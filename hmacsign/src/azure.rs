//! Azure Communication Services support with convenience APIs
//!
//! This module provides Azure Communication Services signing functionality
//! along with convenience functions for common use cases.

// Re-export all Azure Communication Services signing types
pub use hmacsign_azure_communication::*;

use crate::{default_context, Signer};

/// Default Azure Communication Services Signer type.
pub type DefaultSigner = Signer<Credential>;

/// Create a default Azure Communication Services signer.
///
/// This function creates a signer with:
/// - Default context (OS environment, system clock)
/// - Default credential provider (access key or connection string from env)
/// - Request signer for the HMAC-SHA256 scheme
///
/// # Example
///
/// ```no_run
/// # #[tokio::main]
/// # async fn main() -> hmacsign::Result<()> {
/// let signer = hmacsign::azure::default_signer();
///
/// let req = http::Request::get(
///     "https://my-resource.communication.azure.com/emails/operations/id?api-version=2023-03-31",
/// )
/// .body(http_body_util::Empty::<bytes::Bytes>::new())?;
///
/// let req = signer.sign_request(req).await?;
/// # Ok(())
/// # }
/// ```
///
/// # Customization
///
/// ```no_run
/// use hmacsign::azure::{default_signer, StaticCredentialProvider};
///
/// let signer = default_signer()
///     .with_credential_provider(StaticCredentialProvider::new("c2VjcmV0LWtleQ=="));
/// ```
pub fn default_signer() -> DefaultSigner {
    let ctx = default_context();
    let provider = DefaultCredentialProvider::new();
    let signer = RequestSigner::new();
    Signer::new(ctx, provider, signer)
}

#[cfg(test)]
mod tests {
    use super::*;
    use bytes::Bytes;
    use http_body_util::{BodyExt, Full};

    #[tokio::test]
    async fn test_default_signer_with_static_key() {
        let signer = default_signer().with_credential_provider(StaticCredentialProvider::new(""));

        let req = http::Request::get("https://example.com/x")
            .body(Full::new(Bytes::new()))
            .unwrap();
        let req = signer.sign_request(req).await.unwrap();

        assert!(req.headers().contains_key("x-ms-date"));
        assert_eq!(
            req.headers()["x-ms-content-sha256"],
            "47DEQpj8HBSa+/TImW+5JCeuQeRkm5NMpJWZG3hSuFU="
        );
        assert!(req.headers()["authorization"]
            .to_str()
            .unwrap()
            .starts_with("HMAC-SHA256 SignedHeaders=x-ms-date;host;x-ms-content-sha256&Signature="));
    }

    #[tokio::test]
    async fn test_default_signer_resigns_its_output() {
        let signer = default_signer()
            .with_credential_provider(StaticCredentialProvider::new("c2VjcmV0LWtleQ=="));

        let req = http::Request::post("https://example.com/sms?api-version=2021-03-07")
            .body(Full::new(Bytes::from_static(b"{}")))
            .unwrap();
        let req = signer.sign_request(req).await.unwrap();
        let req = signer.sign_request(req).await.unwrap();

        assert_eq!(req.headers().get_all("authorization").iter().count(), 1);
        let body = req.into_body().collect().await.unwrap().to_bytes();
        assert_eq!(body, Bytes::from_static(b"{}"));
    }
}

____

[What is needed]
Could you return every line from the entries above in which the string "This" occurs?

[Answer to the problem]
//! This module provides Azure Communication Services signing functionality
/// This function creates a signer with:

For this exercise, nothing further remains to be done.